And fill it up he did! Before I could figure out what was going on, all three of us, the rancher lady, Tony, and me, were more than knee deep in sheep while the little dog was busy packing them into the space tighter and tighter all the time.
We all got a pretty good chuckle out of what was going on before madam rancher decided the pup had had enough fun and it was time to put a stop to it. I do not remember seeing any kind of hand signal at all, and I know there was no sort of whistle sounded; the lady simply raised her voice just a little and commanded:
Sam! You go put those sheep back!
Sam quickly obeyed by working his way around to where we were standing, turned them, and set about the work of hustling them right back up the lane from whence they had come. I do not know what pasture he ultimately herded them into, for the lane was a long one, and our conversation continued for a long while after all of the sheep and the dog had disappeared from view. Perhaps there was an opening in the fence somewhere up the way where he got them to start with. I just don’t know.

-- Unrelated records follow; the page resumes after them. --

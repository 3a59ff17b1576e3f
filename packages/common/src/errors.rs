// 通用错误类型定义

use serde::{Deserialize, Serialize};
use thiserror::Error;

/// 通用错误类型
///
/// 配置层和工具函数使用，不依赖 Web 框架；主 crate 会把它转换为
/// 带 HTTP 语义的错误。
#[derive(Debug, Error, Clone, PartialEq, Serialize, Deserialize)]
#[serde(tag = "kind", content = "details")]
pub enum CommonError {
    #[error("验证失败: {message}")]
    Validation { message: String },

    #[error("资源未找到: {resource}")]
    NotFound { resource: String },

    #[error("配置错误: {message}")]
    Configuration { message: String },

    #[error("内部错误: {message}")]
    Internal { message: String },
}

impl CommonError {
    pub fn validation(message: impl Into<String>) -> Self {
        Self::Validation {
            message: message.into(),
        }
    }

    pub fn not_found(resource: impl Into<String>) -> Self {
        Self::NotFound {
            resource: resource.into(),
        }
    }

    pub fn configuration(message: impl Into<String>) -> Self {
        Self::Configuration {
            message: message.into(),
        }
    }

    pub fn internal(message: impl Into<String>) -> Self {
        Self::Internal {
            message: message.into(),
        }
    }
}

I occasionally think of the rancher lady issuing that simple command, just as if she were speaking to an errant child, and how Tony and I were left peering in wonder through a light cloud of dust at Sam as he worked the flock up the lane with the ones in the back sort of tumbling over the ones in front of them. It is a nostalgic memory I will never forget.
WW II
*To the uninitiated the word “gunner” is used at different places throughout the country to refer to one who operates the surveying instrument, which is sometimes called a “gun.” He “runs the gun” so to speak – as a consequence, in some locales he is often called a “gunner.” Other terms one will sometimes hear are “instrumentman” or “i-man” – a shortening of instrumentman.